2.1 各組肝組織病理變化比較 ND組WT小鼠肝細(xì)胞無脂肪變，排列整齊，無炎癥細(xì)胞浸潤，肝血竇間隙正常；MCD組WT小鼠肝細(xì)胞脂肪變明顯，排列紊亂，胞質(zhì)疏松呈空泡狀，部分細(xì)胞核腫脹，脂滴將肝細(xì)胞核擠壓至胞質(zhì)的邊緣。ND組NLRP3-/-小鼠肝細(xì)胞同WT小鼠ND組，而MCD組NLRP3-/-小鼠肝組織損傷程度較MCD組WT小鼠明顯減輕，肝細(xì)胞氣球樣變及炎癥細(xì)胞浸潤均不明顯。
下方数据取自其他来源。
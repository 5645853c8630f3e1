use crate::{
    error::Result,
    models::{ImagePayload, NarrativeRequest},
};
use async_trait::async_trait;

/// Text model that writes the story. Returns the model's raw output.
#[async_trait]
pub trait NarrativeGenerator: Send + Sync {
    async fn generate(&self, request: &NarrativeRequest) -> Result<String>;

    fn model_id(&self) -> &str;
}

/// Image model that draws one scene.
#[async_trait]
pub trait IllustrationGenerator: Send + Sync {
    async fn generate(&self, prompt: &str) -> Result<ImagePayload>;

    fn model_id(&self) -> &str;
}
2.2 各組血清ALT、AST、FFA、IL-1β水平比較 MCD組WT小鼠血清ALT、AST水平較ND組高(P均<0.05)；MCD組NLRP3-/-小鼠血清ALT、AST水平較ND組高，但差異無統(tǒng)計(jì)學(xué)意義(P均>0.05)。MCD組WT小鼠與NLRP3-/-小鼠血清FFA水平均較ND組高(P均<0.05)。MCD組WT小鼠血清IL-1β水平較ND組高(P均<0.01)，NLRP3-/-小鼠血清IL-1β水平較ND組高，但差異無統(tǒng)計(jì)學(xué)意義(P均>0.05)。見表1。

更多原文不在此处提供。